//! Bucketing engine.
//!
//! The computational core of every dashboard page: fold a set of
//! normalized records into named buckets in a single O(n) pass, then
//! derive a percentage per bucket from an explicitly declared baseline.
//! Buckets are fixed up front so chart axis labels stay stable; a record
//! whose key resolves to no configured bucket is dropped from the buckets
//! but still counted in the pass's bucket-independent totals.

use chrono::{DateTime, Datelike, Utc};
use indexmap::IndexMap;
use serde::Serialize;

/// How bucket percentages are scaled.
///
/// The two choices give different chart semantics; a view declares one
/// and never mixes them.
#[derive(Debug, Clone, Copy, PartialEq)]
pub enum Baseline {
    /// Largest bucket sum = 100% (relative scaling).
    ObservedMax,
    /// A configured constant = 100% (absolute scaling); sums above it
    /// clamp to 100.
    Fixed(f64),
}

#[derive(Debug, Clone, Default, PartialEq, Serialize)]
pub struct BucketAggregate {
    pub count: u64,
    pub sum: f64,
    /// Always in [0, 100], regardless of baseline choice.
    pub percentage: f64,
}

/// Result of one aggregation pass.
#[derive(Debug, Clone, Serialize)]
pub struct BucketSummary {
    /// Per-bucket aggregates in declared label order.
    pub buckets: IndexMap<String, BucketAggregate>,
    /// Records that passed the filter, bucketed or not.
    pub matched_count: u64,
    /// Total weight of all matched records, bucketed or not.
    pub matched_total: f64,
    /// Matched records whose key resolved to no configured bucket
    /// (documented drop, e.g. an unresolvable timestamp).
    pub unbucketed: u64,
}

/// A bucketing specification: which records count, which bucket each
/// lands in, what each contributes, and how percentages scale.
pub struct BucketSpec<'a, R> {
    labels: Vec<String>,
    key: Box<dyn Fn(&R) -> Option<String> + 'a>,
    filter: Option<Box<dyn Fn(&R) -> bool + 'a>>,
    weight: Box<dyn Fn(&R) -> f64 + 'a>,
    baseline: Baseline,
}

impl<'a, R> BucketSpec<'a, R> {
    pub fn new(
        labels: impl IntoIterator<Item = impl Into<String>>,
        key: impl Fn(&R) -> Option<String> + 'a,
    ) -> Self {
        Self {
            labels: labels.into_iter().map(Into::into).collect(),
            key: Box::new(key),
            filter: None,
            weight: Box::new(|_| 1.0),
            baseline: Baseline::ObservedMax,
        }
    }

    pub fn filter(mut self, filter: impl Fn(&R) -> bool + 'a) -> Self {
        self.filter = Some(Box::new(filter));
        self
    }

    pub fn weight(mut self, weight: impl Fn(&R) -> f64 + 'a) -> Self {
        self.weight = Box::new(weight);
        self
    }

    pub fn baseline(mut self, baseline: Baseline) -> Self {
        self.baseline = baseline;
        self
    }

    /// One pass over all records.
    pub fn compute(&self, records: &[R]) -> BucketSummary {
        let mut buckets: IndexMap<String, BucketAggregate> = self
            .labels
            .iter()
            .map(|l| (l.clone(), BucketAggregate::default()))
            .collect();
        let mut matched_count = 0u64;
        let mut matched_total = 0.0f64;
        let mut unbucketed = 0u64;

        for record in records {
            if let Some(filter) = &self.filter {
                if !filter(record) {
                    continue;
                }
            }
            let weight = (self.weight)(record);
            matched_count += 1;
            matched_total += weight;

            match (self.key)(record).and_then(|label| buckets.get_mut(&label)) {
                Some(bucket) => {
                    bucket.count += 1;
                    bucket.sum += weight;
                }
                // Never create buckets ad hoc; the axis is fixed.
                None => unbucketed += 1,
            }
        }

        let baseline = match self.baseline {
            Baseline::ObservedMax => buckets.values().map(|b| b.sum).fold(0.0, f64::max),
            Baseline::Fixed(value) => value,
        };
        for bucket in buckets.values_mut() {
            bucket.percentage = if baseline > 0.0 {
                (bucket.sum / baseline * 100.0).clamp(0.0, 100.0)
            } else {
                0.0
            };
        }

        BucketSummary {
            buckets,
            matched_count,
            matched_total,
            unbucketed,
        }
    }
}

/// The trailing `n` calendar months ending at `now`, oldest first, as
/// (year, month, label) triples.
pub fn trailing_months(now: DateTime<Utc>, n: u32) -> Vec<(i32, u32, String)> {
    let mut year = now.year();
    let mut month = now.month();
    let mut months = Vec::with_capacity(n as usize);
    for _ in 0..n {
        months.push((year, month, month_label_of(month)));
        if month == 1 {
            month = 12;
            year -= 1;
        } else {
            month -= 1;
        }
    }
    months.reverse();
    months
}

fn month_label_of(month: u32) -> String {
    const NAMES: [&str; 12] = [
        "Jan", "Feb", "Mar", "Apr", "May", "Jun", "Jul", "Aug", "Sep", "Oct", "Nov", "Dec",
    ];
    NAMES[(month as usize - 1) % 12].to_string()
}

/// Key function for calendar-month bucketing restricted to a trailing
/// window. A timestamp outside the window (or absent) resolves to no
/// bucket, so the record is dropped from the trend but still counted in
/// the pass's totals.
pub fn month_key_in_window(
    window: &[(i32, u32, String)],
    at: Option<DateTime<Utc>>,
) -> Option<String> {
    let at = at?;
    window
        .iter()
        .find(|(year, month, _)| *year == at.year() && *month == at.month())
        .map(|(_, _, label)| label.clone())
}

pub const FREQ_WEEKLY: &str = "weekly";
pub const FREQ_MONTHLY: &str = "monthly";
pub const FREQ_OCCASIONAL: &str = "occasional";

/// Order-frequency membership: last activity within 7 days is weekly,
/// within 30 days monthly, anything older occasional.
pub fn frequency_label(now: DateTime<Utc>, last_order: DateTime<Utc>) -> &'static str {
    let age = now.signed_duration_since(last_order);
    if age <= chrono::Duration::days(7) {
        FREQ_WEEKLY
    } else if age <= chrono::Duration::days(30) {
        FREQ_MONTHLY
    } else {
        FREQ_OCCASIONAL
    }
}

#[cfg(test)]
mod tests {
    use super::*;
    use chrono::TimeZone;
    use domain::{Order, OrderStatus};
    use serde_json::json;
    use store::RawDocument;

    fn order(value: serde_json::Value) -> Order {
        let serde_json::Value::Object(map) = value else {
            panic!("test order must be an object")
        };
        Order::from_raw(&RawDocument::new("o", map))
    }

    fn jan(day: u32) -> DateTime<Utc> {
        Utc.with_ymd_and_hms(2024, 1, day, 12, 0, 0).unwrap()
    }

    fn january_orders() -> Vec<Order> {
        vec![
            order(json!({
                "order_status": "delivered",
                "items": [{"name": "Pizza", "price": 100, "qnt": 2}],
                "time": "2024-01-15T12:00:00Z"
            })),
            order(json!({
                "order_status": "cancelled",
                "items": [{"name": "Burger", "price": 50, "qnt": 1}],
                "time": "2024-01-20T12:00:00Z"
            })),
        ]
    }

    #[test]
    fn delivered_revenue_excludes_cancelled_orders() {
        let orders = january_orders();
        let months = trailing_months(jan(31), 6);

        let delivered = BucketSpec::new(
            months.iter().map(|(_, _, l)| l.clone()),
            |o: &Order| month_key_in_window(&months, o.placed_at),
        )
        .filter(|o| o.status == OrderStatus::Delivered)
        .weight(Order::total)
        .compute(&orders);

        let jan_bucket = &delivered.buckets["Jan"];
        assert_eq!(jan_bucket.sum, 200.0);
        assert_eq!(jan_bucket.count, 1);

        let cancelled = BucketSpec::new(
            months.iter().map(|(_, _, l)| l.clone()),
            |o: &Order| month_key_in_window(&months, o.placed_at),
        )
        .filter(|o| o.status == OrderStatus::Cancelled)
        .weight(Order::total)
        .compute(&orders);

        assert_eq!(cancelled.matched_count, 1);
        assert_eq!(cancelled.matched_total, 50.0);
    }

    #[test]
    fn bucket_sums_never_exceed_the_unbucketed_total() {
        let mut orders = january_orders();
        // One delivered order with no resolvable timestamp: counted in the
        // matched totals, dropped from the time buckets.
        orders.push(order(json!({
            "order_status": "delivered",
            "items": [{"name": "Salad", "price": 30, "qnt": 1}]
        })));

        let months = trailing_months(jan(31), 6);
        let summary = BucketSpec::new(
            months.iter().map(|(_, _, l)| l.clone()),
            |o: &Order| month_key_in_window(&months, o.placed_at),
        )
        .filter(|o| o.status == OrderStatus::Delivered)
        .weight(Order::total)
        .compute(&orders);

        let bucketed: f64 = summary.buckets.values().map(|b| b.sum).sum();
        assert_eq!(bucketed, 200.0);
        assert_eq!(summary.matched_total, 230.0);
        assert!(bucketed <= summary.matched_total);
        assert_eq!(summary.unbucketed, 1);
    }

    #[test]
    fn every_timestamp_bucketed_means_totals_agree() {
        let orders = january_orders();
        let months = trailing_months(jan(31), 6);
        let summary = BucketSpec::new(
            months.iter().map(|(_, _, l)| l.clone()),
            |o: &Order| month_key_in_window(&months, o.placed_at),
        )
        .weight(Order::total)
        .compute(&orders);

        let bucketed: f64 = summary.buckets.values().map(|b| b.sum).sum();
        assert_eq!(bucketed, summary.matched_total);
        assert_eq!(summary.unbucketed, 0);
    }

    #[test]
    fn percentages_stay_in_bounds_for_both_baselines() {
        let orders = january_orders();
        let months = trailing_months(jan(31), 6);

        let relative = BucketSpec::new(
            months.iter().map(|(_, _, l)| l.clone()),
            |o: &Order| month_key_in_window(&months, o.placed_at),
        )
        .weight(Order::total)
        .baseline(Baseline::ObservedMax)
        .compute(&orders);
        assert_eq!(relative.buckets["Jan"].percentage, 100.0);

        // Fixed baseline below the observed sum clamps to 100.
        let clamped = BucketSpec::new(
            months.iter().map(|(_, _, l)| l.clone()),
            |o: &Order| month_key_in_window(&months, o.placed_at),
        )
        .weight(Order::total)
        .baseline(Baseline::Fixed(100.0))
        .compute(&orders);
        for bucket in clamped.buckets.values() {
            assert!((0.0..=100.0).contains(&bucket.percentage));
        }
        assert_eq!(clamped.buckets["Jan"].percentage, 100.0);

        // Zero baseline yields zero percentages, never NaN.
        let degenerate = BucketSpec::new(["Jan"], |_: &Order| Some("Jan".to_string()))
            .baseline(Baseline::Fixed(0.0))
            .compute(&orders);
        assert_eq!(degenerate.buckets["Jan"].percentage, 0.0);
    }

    #[test]
    fn unknown_labels_never_create_buckets() {
        let summary = BucketSpec::new(["a"], |s: &&str| Some(s.to_string())).compute(&["a", "b"]);
        assert_eq!(summary.buckets.len(), 1);
        assert_eq!(summary.buckets["a"].count, 1);
        assert_eq!(summary.unbucketed, 1);
        assert_eq!(summary.matched_count, 2);
    }

    #[test]
    fn trailing_months_wrap_the_year_boundary() {
        let now = Utc.with_ymd_and_hms(2024, 2, 10, 0, 0, 0).unwrap();
        let months = trailing_months(now, 6);
        let labels: Vec<&str> = months.iter().map(|(_, _, l)| l.as_str()).collect();
        assert_eq!(labels, ["Sep", "Oct", "Nov", "Dec", "Jan", "Feb"]);
        assert_eq!(months[0].0, 2023);
        assert_eq!(months[5].0, 2024);
    }

    #[test]
    fn window_key_rejects_same_month_of_a_prior_year() {
        let now = Utc.with_ymd_and_hms(2024, 2, 10, 0, 0, 0).unwrap();
        let months = trailing_months(now, 6);
        let last_year = Utc.with_ymd_and_hms(2023, 2, 10, 0, 0, 0).unwrap();
        assert_eq!(month_key_in_window(&months, Some(last_year)), None);
        assert_eq!(
            month_key_in_window(&months, Some(now)),
            Some("Feb".to_string())
        );
        assert_eq!(month_key_in_window(&months, None), None);
    }

    #[test]
    fn frequency_windows_partition_by_age() {
        let now = jan(31);
        assert_eq!(frequency_label(now, jan(28)), FREQ_WEEKLY);
        assert_eq!(frequency_label(now, jan(10)), FREQ_MONTHLY);
        assert_eq!(
            frequency_label(now, Utc.with_ymd_and_hms(2023, 10, 1, 0, 0, 0).unwrap()),
            FREQ_OCCASIONAL
        );
    }
}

● ● ● ● ●

Work order
Above are the entries; repeat their lines exactly, from the first through the one that contains "explicitly declared baseline.".

Task output
//! Bucketing engine.
//!
//! The computational core of every dashboard page: fold a set of
//! normalized records into named buckets in a single O(n) pass, then
//! derive a percentage per bucket from an explicitly declared baseline.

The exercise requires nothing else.